Letters From An American Farmer - Structure, Genre and Style

Structure, Genre and Style

Letters from an American Farmer consists of twelve letters that address a wide range of issues concerning life in the British colonies in America in the years prior to the American Revolutionary War. The "Introductory Letter" (Letter I) introduces the fictional narrator James (often critically referred to as 'Farmer James'), an American farmer living in the Quaker colony of Pennsylvania. Each Letter takes as its subject matter either a certain topic (Letter III, What is an American?) or a particular location that James visits (Letters IV, VI and IX describe Nantucket, Martha's Vineyard and Charlestown respectively), though certain themes span or are referred to within several Letters. The exception to this is Letter XI, which is written by a Russian traveler describing his visit to the botanist John Bartram.
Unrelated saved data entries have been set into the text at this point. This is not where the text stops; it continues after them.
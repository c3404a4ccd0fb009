//! Segmentation of raw spec text into logical lines.
//!
//! The [`Segmenter`] removes comments and resolves line continuations in a
//! single left-to-right pass, producing one [`LogicalLine`] per `key = value`
//! declaration. Decoding those lines is left to [`crate::de`].
//!
//! Scanning is driven by [`ScanState`], a four-state machine:
//!
//! | State            | `\` marker       | `#`              | line feed                  | other     |
//! |------------------|------------------|------------------|----------------------------|-----------|
//! | `Normal`         | `InContinuation` | `InComment`      | end line, `Normal`         | emit      |
//! | `InComment`      | `InContinuation` | erase            | end line, `Normal`         | erase     |
//! | `InContinuation` | erase            | erase            | join, `JustResumed`        | erase     |
//! | `JustResumed`    | `InContinuation` | `InComment`      | end line, `Normal`         | emit, `Normal` |
//!
//! A `\` is a continuation marker only when nothing but spaces, tabs, or a
//! comment follows it on its physical line (or it ends the buffer). Any other
//! `\` is ordinary text, so `dir = C:\temp` keeps its backslash. A marker
//! drops itself, the rest of its physical line, and the line feed it
//! introduces. Every character of the continued line, leading whitespace
//! included, is appended to the current logical line.
//!
//! ## Examples
//!
//! ```rust
//! use gestalt::segment::Segmenter;
//!
//! let lines = Segmenter::new("a = 1 # one\nlong = x\\\n  y").segment();
//! let texts: Vec<_> = lines.iter().map(|l| l.text.as_str()).collect();
//! assert_eq!(texts, vec!["a = 1 ", "long = x  y"]);
//! assert_eq!(lines[1].line, 2);
//! ```

use tracing::trace;

/// Starts a comment running to the end of the physical line.
pub const COMMENT: char = '#';

/// Placed before a line feed, fuses the next physical line onto the current one.
pub const CONTINUATION: char = '\\';

/// Whitespace allowed between a continuation marker and the end of its line.
const MARKER_TRAIL: &[char] = &[' ', '\t'];

/// Characters trimmed from both ends of the whole buffer.
pub(crate) const BUFFER_TRIM: &[char] = &[' ', '\t', '\n', '\r'];

/// Scanner state; see the module documentation for the transition table.
#[derive(Clone, Copy, Debug, PartialEq, Eq, Default)]
pub enum ScanState {
    #[default]
    Normal,
    InComment,
    InContinuation,
    JustResumed,
}

/// What the scanner does with the character that triggered a transition.
#[derive(Clone, Copy, Debug, PartialEq, Eq)]
pub enum Action {
    /// Append the character to the current logical line.
    Emit,
    /// Drop the character.
    Erase,
    /// Drop a continued line feed; the logical line goes on.
    Join,
    /// The line feed ends the current logical line.
    Terminate,
}

impl ScanState {
    /// Feeds one character, returning the next state and the action to take.
    ///
    /// Precedence: continuation marker, then comment introducer, then line
    /// feed, then everything else.
    ///
    /// # Examples
    ///
    /// ```rust
    /// use gestalt::segment::{Action, ScanState};
    ///
    /// let (state, action) = ScanState::Normal.step('\\');
    /// assert_eq!((state, action), (ScanState::InContinuation, Action::Erase));
    ///
    /// let (state, action) = state.step('\n');
    /// assert_eq!((state, action), (ScanState::JustResumed, Action::Join));
    /// ```
    #[must_use]
    pub fn step(self, ch: char) -> (ScanState, Action) {
        match (self, ch) {
            (_, CONTINUATION) => (ScanState::InContinuation, Action::Erase),
            (ScanState::InContinuation, COMMENT) => (ScanState::InContinuation, Action::Erase),
            (_, COMMENT) => (ScanState::InComment, Action::Erase),
            (ScanState::InContinuation, '\n') => (ScanState::JustResumed, Action::Join),
            (_, '\n') => (ScanState::Normal, Action::Terminate),
            _ => self.step_text(ch),
        }
    }

    /// Feeds a character that carries no meaning for the scanner, such as a
    /// `\` that is not a continuation marker.
    #[must_use]
    pub fn step_text(self, _ch: char) -> (ScanState, Action) {
        match self {
            ScanState::InComment | ScanState::InContinuation => (self, Action::Erase),
            ScanState::Normal | ScanState::JustResumed => (ScanState::Normal, Action::Emit),
        }
    }

    /// Returns `true` while characters are being dropped.
    #[must_use]
    pub const fn is_erasing(&self) -> bool {
        matches!(self, ScanState::InComment | ScanState::InContinuation)
    }
}

/// Returns `true` if a `\` followed by `rest` is a continuation marker: only
/// spaces or tabs stand between it and a line feed, a comment, or the end of
/// the input.
///
/// # Examples
///
/// ```rust
/// use gestalt::segment::is_continuation_marker;
///
/// assert!(is_continuation_marker("  \nnext"));
/// assert!(is_continuation_marker(" # note\nnext"));
/// assert!(is_continuation_marker(""));
/// assert!(!is_continuation_marker("temp\nnext"));
/// ```
#[must_use]
pub fn is_continuation_marker(rest: &str) -> bool {
    let rest = rest.trim_start_matches(MARKER_TRAIL);
    rest.is_empty() || rest.starts_with('\n') || rest.starts_with(COMMENT)
}

/// One comment-free, continuation-resolved declaration.
#[derive(Clone, Debug, PartialEq, Eq)]
pub struct LogicalLine {
    /// 1-based physical line on which this logical line starts.
    pub line: usize,
    pub text: String,
}

impl LogicalLine {
    #[must_use]
    pub fn new(line: usize, text: impl Into<String>) -> Self {
        LogicalLine {
            line,
            text: text.into(),
        }
    }

    #[must_use]
    pub fn is_blank(&self) -> bool {
        self.text.trim_matches(BUFFER_TRIM).is_empty()
    }
}

/// Splits a raw buffer into [`LogicalLine`]s.
///
/// Blank lines are kept in the output; the decoder skips them.
pub struct Segmenter {
    input: String,
    first_line: usize,
}

impl Segmenter {
    /// Prepares `input` for scanning.
    ///
    /// CRLF pairs are normalized to a single line feed and surrounding
    /// whitespace is trimmed from the whole buffer. Line numbers still refer to
    /// the untrimmed input.
    #[must_use]
    pub fn new(input: &str) -> Self {
        let normalized = input.replace("\r\n", "\n");
        let body = normalized.trim_start_matches(BUFFER_TRIM);
        let first_line = 1 + normalized[..normalized.len() - body.len()]
            .matches('\n')
            .count();
        Segmenter {
            input: body.trim_end_matches(BUFFER_TRIM).to_string(),
            first_line,
        }
    }

    /// Runs the scanner to completion.
    #[must_use]
    pub fn segment(&self) -> Vec<LogicalLine> {
        let mut lines = Vec::new();
        let mut current = String::with_capacity(self.input.len().min(256));
        let mut state = ScanState::default();
        let mut physical = self.first_line;
        let mut start = physical;

        for (i, ch) in self.input.char_indices() {
            let literal = ch == CONTINUATION
                && !is_continuation_marker(&self.input[i + ch.len_utf8()..]);
            let (next, action) = if literal {
                if !state.is_erasing() {
                    trace!(line = physical, "keeping literal backslash");
                }
                state.step_text(ch)
            } else {
                state.step(ch)
            };
            match action {
                Action::Emit => current.push(ch),
                Action::Erase => {}
                Action::Join => {
                    physical += 1;
                    trace!(line = physical, "continuation joined");
                }
                Action::Terminate => {
                    lines.push(LogicalLine::new(start, std::mem::take(&mut current)));
                    physical += 1;
                    start = physical;
                }
            }
            state = next;
        }
        lines.push(LogicalLine::new(start, current));

        trace!(count = lines.len(), "segmented input");
        lines
    }
}

/// Segments `input` with a fresh [`Segmenter`].
#[must_use]
pub fn segment(input: &str) -> Vec<LogicalLine> {
    Segmenter::new(input).segment()
}

#[cfg(test)]
mod tests {
    use super::*;

    fn texts(input: &str) -> Vec<String> {
        segment(input).into_iter().map(|l| l.text).collect()
    }

    #[test]
    fn test_empty_buffer_yields_one_blank_line() {
        let lines = segment("");
        assert_eq!(lines.len(), 1);
        assert!(lines[0].is_blank());
        assert!(segment(" \r\n\t\n ")[0].is_blank());
    }

    #[test]
    fn test_crlf_is_normalized() {
        assert_eq!(texts("a = 1\r\nb = 2\r\n"), vec!["a = 1", "b = 2"]);
    }

    #[test]
    fn test_whole_line_and_trailing_comments_are_erased() {
        assert_eq!(
            texts("# header\na = 1 # trailing\n\nb = 2"),
            vec!["", "a = 1 ", "", "b = 2"]
        );
    }

    #[test]
    fn test_continuation_keeps_leading_whitespace_of_next_line() {
        assert_eq!(
            texts("k = This sentence ends \\\nin 4 spaces\\\n    ."),
            vec!["k = This sentence ends in 4 spaces    ."]
        );
    }

    #[test]
    fn test_text_after_continuation_marker_is_dropped() {
        assert_eq!(texts("k = a\\   \nb"), vec!["k = ab"]);
        assert_eq!(texts("k = a\\ # note\nb"), vec!["k = ab"]);
    }

    #[test]
    fn test_continuation_inside_comment_still_joins() {
        assert_eq!(texts("k = a # note \\\nb"), vec!["k = a b"]);
    }

    #[test]
    fn test_comment_on_continued_line() {
        assert_eq!(
            texts("k[] = a, \\\n b, # skip this\n c = d"),
            vec!["k[] = a,  b, ", " c = d"]
        );
    }

    #[test]
    fn test_backslash_followed_by_text_is_literal() {
        assert_eq!(texts("dir = C:\\temp\nx = 1"), vec!["dir = C:\\temp", "x = 1"]);
        assert_eq!(texts("dir = C:\\temp"), vec!["dir = C:\\temp"]);
        assert_eq!(texts("re = a\\b\\\nc"), vec!["re = a\\bc"]);
    }

    #[test]
    fn test_literal_backslash_in_comment_is_erased() {
        assert_eq!(texts("k = v # see C:\\temp\nz = 1"), vec!["k = v ", "z = 1"]);
    }

    #[test]
    fn test_marker_before_trailing_whitespace_or_comment() {
        assert!(is_continuation_marker(" \t\nrest"));
        assert!(is_continuation_marker("\t# note"));
        assert!(!is_continuation_marker(" x\n"));
        assert_eq!(texts("k = a\\\t\nb"), vec!["k = ab"]);
    }

    #[test]
    fn test_dangling_continuation_at_end_is_dropped() {
        assert_eq!(texts("k = v\\"), vec!["k = v"]);
    }

    #[test]
    fn test_line_numbers_track_physical_lines() {
        let lines = segment("\n\n# c\nk[] = a,\\\n  b\nz = 1");
        let numbered: Vec<_> = lines.iter().map(|l| (l.line, l.text.as_str())).collect();
        assert_eq!(numbered, vec![(3, ""), (4, "k[] = a,  b"), (6, "z = 1")]);
    }

    #[test]
    fn test_state_machine_precedence() {
        assert_eq!(
            ScanState::InComment.step('\\'),
            (ScanState::InContinuation, Action::Erase)
        );
        assert_eq!(
            ScanState::InContinuation.step('#'),
            (ScanState::InContinuation, Action::Erase)
        );
        assert_eq!(
            ScanState::InComment.step('\n'),
            (ScanState::Normal, Action::Terminate)
        );
        assert_eq!(
            ScanState::JustResumed.step(' '),
            (ScanState::Normal, Action::Emit)
        );
        assert_eq!(
            ScanState::JustResumed.step('\n'),
            (ScanState::Normal, Action::Terminate)
        );
        assert_eq!(
            ScanState::JustResumed.step_text('\\'),
            (ScanState::Normal, Action::Emit)
        );
        assert_eq!(
            ScanState::InComment.step_text('\\'),
            (ScanState::InComment, Action::Erase)
        );
    }
}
The text incorporates a broad range of genres, ranging from documentary on local agricultural practices to sociological observations of the places visited and their inhabitants. Whereas early readings of the text tended to consider it "as a straightforward natural and social history of young America", critics now see it as combining elements of fiction and non-fiction in what Thomas Philbrick has termed a "complex artistry". In addition to its usual classification as form of epistolary, philosophical travel narrative – comparable to Montesquieu's Persian Letters – the text has been considered as a novel, and as a romance.